The reason why the image [of the Shepherd] became so precious to early Christianity is that the shepherd was regarded as an allegory of the Logos. The Logos, through whom all things were made, who bears within himself, so to speak, the archetypes of all existing things, is the guardian of creation. In the Incarnation he takes the lost sheep, human nature, humanity as a whole, onto his shoulders and carries it home. The image of the shepherd thus sums up the whole of salvation history: God’s entry into history, the Incarnation, the pursuit of the lost sheep and the homeward path in the Church of the Jews and Gentiles.
Spirit of the Liturgy, 118-9
Reflection – I am reminded, reading this passage, of the work Madonna House does in Winslow Arizona. Our house there has always had as part of its mandate to teach catechism; this has taken many different forms over the years. For the last while, we have offered the Catechesis of the Good Shepherd, a Montessori based catechetical program, to the small children of that town.

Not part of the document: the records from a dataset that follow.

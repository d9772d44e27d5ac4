//! Record contract shared by every site entity.
//!
//! # Responsibility
//! - Declare table identity, key columns and normalization per entity.
//! - Provide the factory entry points (`factory`, `factory_by_id`,
//!   `factory_from_uid`) and row writes (`insert_row`, `update_by_id`,
//!   `update`).
//!
//! # Invariants
//! - Every factory call builds a fresh query; nothing is cached.
//! - Inserts require every `REQUIRED` column to be non-null.
//! - UIDs are non-blank and at most `MAX_UID_LEN` chars.

use crate::model::attributes::{AttributeResult, AttributeStore, Column};
use crate::model::value::Value;
use crate::repo::query::Query;
use crate::repo::record_repo::{self, RepoError, RepoResult};
use rusqlite::Connection;
use std::error::Error;
use std::fmt::{Display, Formatter};

/// Default upper bound for UID length.
pub const DEFAULT_MAX_UID_LEN: usize = 100;

/// One column write inside an insert or update payload.
#[derive(Debug, Clone, PartialEq)]
pub struct ColumnValue<C: Column> {
    pub column: C,
    pub value: Value,
}

impl<C: Column> ColumnValue<C> {
    pub fn new(column: C, value: impl Into<Value>) -> Self {
        Self {
            column,
            value: value.into(),
        }
    }
}

/// Payload validation failures.
#[derive(Debug, Clone, PartialEq, Eq)]
pub enum RecordValidationError {
    MissingRequired {
        table: &'static str,
        column: &'static str,
    },
    BlankUid {
        table: &'static str,
    },
    UidTooLong {
        table: &'static str,
        max: usize,
        actual: usize,
    },
}

impl Display for RecordValidationError {
    fn fmt(&self, f: &mut Formatter<'_>) -> std::fmt::Result {
        match self {
            Self::MissingRequired { table, column } => {
                write!(f, "`{table}.{column}` is required")
            }
            Self::BlankUid { table } => write!(f, "`{table}` uid must not be blank"),
            Self::UidTooLong { table, max, actual } => write!(
                f,
                "`{table}` uid is {actual} chars long, at most {max} allowed"
            ),
        }
    }
}

impl Error for RecordValidationError {}

/// An entity backed by one relational row.
///
/// Implementors own their `AttributeStore`; derived behavior is added by
/// extension traits rather than stored state.
pub trait Record: Sized {
    type Column: Column;

    /// Primary-key column.
    const ID: Self::Column;
    /// External unique identifier column.
    const UID: Self::Column;
    /// Columns that must be non-null on insert.
    const REQUIRED: &'static [Self::Column];
    const MAX_UID_LEN: usize = DEFAULT_MAX_UID_LEN;

    /// Declares the semantic type of each column.
    fn normalize(attributes: &mut AttributeStore<Self::Column>) -> AttributeResult<()>;

    fn from_attributes(attributes: AttributeStore<Self::Column>) -> Self;

    fn attributes(&self) -> &AttributeStore<Self::Column>;

    fn table() -> &'static str {
        <Self::Column as Column>::TABLE
    }

    /// An all-null store with this record's declared kinds.
    fn blank_attributes() -> AttributeResult<AttributeStore<Self::Column>> {
        let mut attributes = AttributeStore::new();
        Self::normalize(&mut attributes)?;
        Ok(attributes)
    }

    fn record_id(&self) -> AttributeResult<i64> {
        self.attributes().required_integer(Self::ID)
    }

    fn record_uid(&self) -> AttributeResult<&str> {
        self.attributes().required_text(Self::UID)
    }

    /// Unfiltered query over this record type.
    fn factory(conn: &Connection) -> Query<'_, Self> {
        Query::new(conn)
    }

    fn factory_by_id(conn: &Connection, id: i64) -> Query<'_, Self> {
        Self::factory(conn).where_eq(Self::ID, id).limit(1)
    }

    /// Query by UID; an unknown UID yields an empty result.
    fn factory_from_uid<'conn>(conn: &'conn Connection, uid: &str) -> Query<'conn, Self> {
        Self::factory(conn).where_eq(Self::UID, uid).limit(1)
    }

    /// Inserts a new row and returns its generated ID.
    fn insert_row(conn: &Connection, payload: &[ColumnValue<Self::Column>]) -> RepoResult<i64> {
        record_repo::insert_row::<Self>(conn, payload)
    }

    /// Writes only the listed columns of the row with `id`.
    fn update_by_id(
        conn: &Connection,
        id: i64,
        payload: &[ColumnValue<Self::Column>],
    ) -> RepoResult<()> {
        let changed = Self::factory_by_id(conn, id).update(payload)?;
        if changed == 0 && !payload.is_empty() {
            return Err(RepoError::NotFound {
                table: Self::table(),
                key: id.to_string(),
            });
        }
        Ok(())
    }

    /// Writes only the listed columns of this record's row.
    ///
    /// `self` keeps its loaded values; re-query to observe the write.
    fn update(&self, conn: &Connection, payload: &[ColumnValue<Self::Column>]) -> RepoResult<()> {
        Self::update_by_id(conn, self.record_id()?, payload)
    }
}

The image of the shepherd caring for his sheep, keeping them close, feeding them, and seeking out the lost ones, speaks deeply to small children of all cultures and nations. In Winslow, where there is a measure of poverty among the people we serve, and the forms of suffering that can bring, there is a special poignancy in the imagery. One little girl whose mother was in prison for drugs spent her time in the program working with the parable of the lost sheep, setting up the figures of the sheepfold, the shepherd, and having the shepherd (Jesus) look for the lost sheep over and over again. Another little boy, around Christmas time, took the lost sheep figure and placed it in the manger with Jesus to be safe and warm there.
Deep connections being made—and these children are ages three-five. There is something about this shepherd and his care for the sheep, God and his care for humanity, Jesus coming down from heaven to find us, the experience of being ‘lost’, of losing the way, our home, our safety—all of this speaks deeply to our human experience.

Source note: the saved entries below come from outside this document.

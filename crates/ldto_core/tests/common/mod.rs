#![allow(dead_code)]

use chrono::{DateTime, TimeZone, Utc};
use ldto_core::model::location::{Location, LocationColumn};
use ldto_core::repo::event_user_repo::add_event_user;
use ldto_core::{
    ColumnValue, Conference, ConferenceColumn, Event, EventColumn, Record, Skill, SkillColumn,
    User, UserColumn,
};
use rusqlite::Connection;

pub fn utc(year: i32, month: u32, day: u32, hour: u32, minute: u32) -> DateTime<Utc> {
    Utc.with_ymd_and_hms(year, month, day, hour, minute, 0).unwrap()
}

pub fn seed_location(conn: &Connection, uid: &str, geo: Option<(f64, f64)>) -> i64 {
    let mut payload = vec![
        ColumnValue::new(LocationColumn::Uid, uid),
        ColumnValue::new(LocationColumn::Name, "Dipartimento di Informatica"),
        ColumnValue::new(LocationColumn::Address, "Via Pessinetto 12, Torino"),
    ];
    if let Some((lat, lon)) = geo {
        payload.push(ColumnValue::new(LocationColumn::Lat, lat));
        payload.push(ColumnValue::new(LocationColumn::Lon, lon));
    }
    Location::insert_row(conn, &payload).unwrap()
}

pub fn seed_conference(conn: &Connection, uid: &str, location_id: Option<i64>) -> i64 {
    Conference::insert_row(
        conn,
        &[
            ColumnValue::new(ConferenceColumn::Uid, uid),
            ColumnValue::new(ConferenceColumn::Title, "Linux Day"),
            ColumnValue::new(ConferenceColumn::Url, "https://linuxdaytorino.org/2016/"),
            ColumnValue::new(ConferenceColumn::Description, "Free software day"),
            ColumnValue::new(ConferenceColumn::Start, utc(2016, 10, 22, 9, 0)),
            ColumnValue::new(ConferenceColumn::End, utc(2016, 10, 22, 18, 0)),
            ColumnValue::new(ConferenceColumn::LocationId, location_id),
        ],
    )
    .unwrap()
}

pub fn seed_event(
    conn: &Connection,
    conference_id: i64,
    uid: &str,
    start: DateTime<Utc>,
    end: DateTime<Utc>,
) -> i64 {
    Event::insert_row(
        conn,
        &[
            ColumnValue::new(EventColumn::Uid, uid),
            ColumnValue::new(EventColumn::Title, format!("Talk {uid}")),
            ColumnValue::new(EventColumn::Start, start),
            ColumnValue::new(EventColumn::End, end),
            ColumnValue::new(EventColumn::ConferenceId, conference_id),
        ],
    )
    .unwrap()
}

pub fn seed_user(conn: &Connection, uid: &str, name: &str, surname: &str) -> i64 {
    User::insert_row(
        conn,
        &[
            ColumnValue::new(UserColumn::Uid, uid),
            ColumnValue::new(UserColumn::Name, name),
            ColumnValue::new(UserColumn::Surname, surname),
        ],
    )
    .unwrap()
}

pub fn seed_skill(conn: &Connection, uid: &str, phrase: Option<&str>) -> i64 {
    Skill::insert_row(
        conn,
        &[
            ColumnValue::new(SkillColumn::Uid, uid),
            ColumnValue::new(SkillColumn::Phrase, phrase),
        ],
    )
    .unwrap()
}

pub fn link_speaker(conn: &Connection, event_id: i64, user_id: i64, order: i64) {
    add_event_user(conn, event_id, user_id, order).unwrap();
}

pub fn user_skill_rows(conn: &Connection, user_id: i64, skill_id: i64) -> i64 {
    conn.query_row(
        "SELECT COUNT(*) FROM user_skill WHERE user_ID = ?1 AND skill_ID = ?2;",
        [user_id, skill_id],
        |row| row.get(0),
    )
    .unwrap()
}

And it speaks to God’s experience too, apparently. It is what He is about; what He is, for us. Ratzinger’s identification of the shepherd with the Logos places this whole beautiful field of images not only in sacred history and not even ‘only’ in Jesus Christ, but at the very heart of the Godhead. God is this shepherd, holding his sheep in his care. It is not some incidental matter; it is the very heart of God towards us to do this.

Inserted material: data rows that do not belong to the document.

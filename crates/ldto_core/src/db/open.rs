//! Connection bootstrap utilities for SQLite.
//!
//! # Responsibility
//! - Open file or in-memory SQLite connections.
//! - Configure the pragmas the record layer relies on.
//! - Trigger schema migrations before returning a usable connection.
//!
//! # Invariants
//! - Returned connections have `foreign_keys=ON` and a 5s busy timeout.
//! - Returned connections have migrations fully applied.

use super::migrations::{apply_migrations, current_user_version, latest_version};
use super::{DbError, DbResult};
use log::{error, info};
use rusqlite::Connection;
use std::path::Path;
use std::time::{Duration, Instant};

const REQUIRED_TABLES: &[&str] = &[
    "location",
    "conference",
    "event",
    "user",
    "skill",
    "user_skill",
    "event_user",
    "subscription",
];

/// Opens a SQLite database file and applies all pending migrations.
///
/// # Side effects
/// - Creates the file when missing.
/// - Emits `db_open` logging events with duration and status.
pub fn open_db(path: impl AsRef<Path>) -> DbResult<Connection> {
    open_with("file", || Connection::open(path))
}

/// Opens an in-memory SQLite database and applies all pending migrations.
pub fn open_db_in_memory() -> DbResult<Connection> {
    open_with("memory", Connection::open_in_memory)
}

/// Checks that `conn` is migrated to the latest schema this build knows.
///
/// Used by entry points that accept connections opened elsewhere.
pub fn ensure_migrated(conn: &Connection) -> DbResult<()> {
    let actual_version = current_user_version(conn)?;
    let expected_version = latest_version();
    if actual_version != expected_version {
        return Err(DbError::UninitializedConnection {
            expected_version,
            actual_version,
        });
    }

    for &table in REQUIRED_TABLES {
        let exists: i64 = conn.query_row(
            "SELECT EXISTS(
                SELECT 1
                FROM sqlite_master
                WHERE type = 'table' AND name = ?1
            );",
            [table],
            |row| row.get(0),
        )?;
        if exists != 1 {
            return Err(DbError::MissingRequiredTable(table));
        }
    }

    Ok(())
}

fn open_with(
    mode: &'static str,
    opener: impl FnOnce() -> rusqlite::Result<Connection>,
) -> DbResult<Connection> {
    let started_at = Instant::now();
    info!("event=db_open module=db status=start mode={mode}");

    let mut conn = match opener() {
        Ok(conn) => conn,
        Err(err) => {
            error!(
                "event=db_open module=db status=error mode={} duration_ms={} error_code=db_open_failed error={}",
                mode,
                started_at.elapsed().as_millis(),
                err
            );
            return Err(err.into());
        }
    };

    if let Err(err) = bootstrap_connection(&mut conn) {
        error!(
            "event=db_open module=db status=error mode={} duration_ms={} error_code=db_bootstrap_failed error={}",
            mode,
            started_at.elapsed().as_millis(),
            err
        );
        return Err(err);
    }

    info!(
        "event=db_open module=db status=ok mode={} duration_ms={} schema_version={}",
        mode,
        started_at.elapsed().as_millis(),
        latest_version()
    );
    Ok(conn)
}

fn bootstrap_connection(conn: &mut Connection) -> DbResult<()> {
    conn.execute_batch("PRAGMA foreign_keys = ON;")?;
    conn.busy_timeout(Duration::from_secs(5))?;
    apply_migrations(conn)?;
    Ok(())
}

Since this is from his book on liturgy, this whole business of sheep and shepherds and sheepfolds ties in, then, with the Eucharist. It is there that God in Christ gathers us, there that the shepherd comes to each one of us to seek and search out what is lost, and to gather us home.
November is the month of the dead, the month of looking up beyond the here and now to the forever of God’s eternal gaze. The shepherding of God is ultimately not a matter of moving us here or there on the face of the planet, of getting us to do this or not do that; all of that is part of it, but ultimately he is ‘herding’ us towards the eternal pasture, the eternal sheepfold. As we contemplate the mysteries of death and pray for our beloved departed, we look to that, too, to our own final gathering up, the final entry into the place of safety, rest. Our final coming home, and the One who brings us there.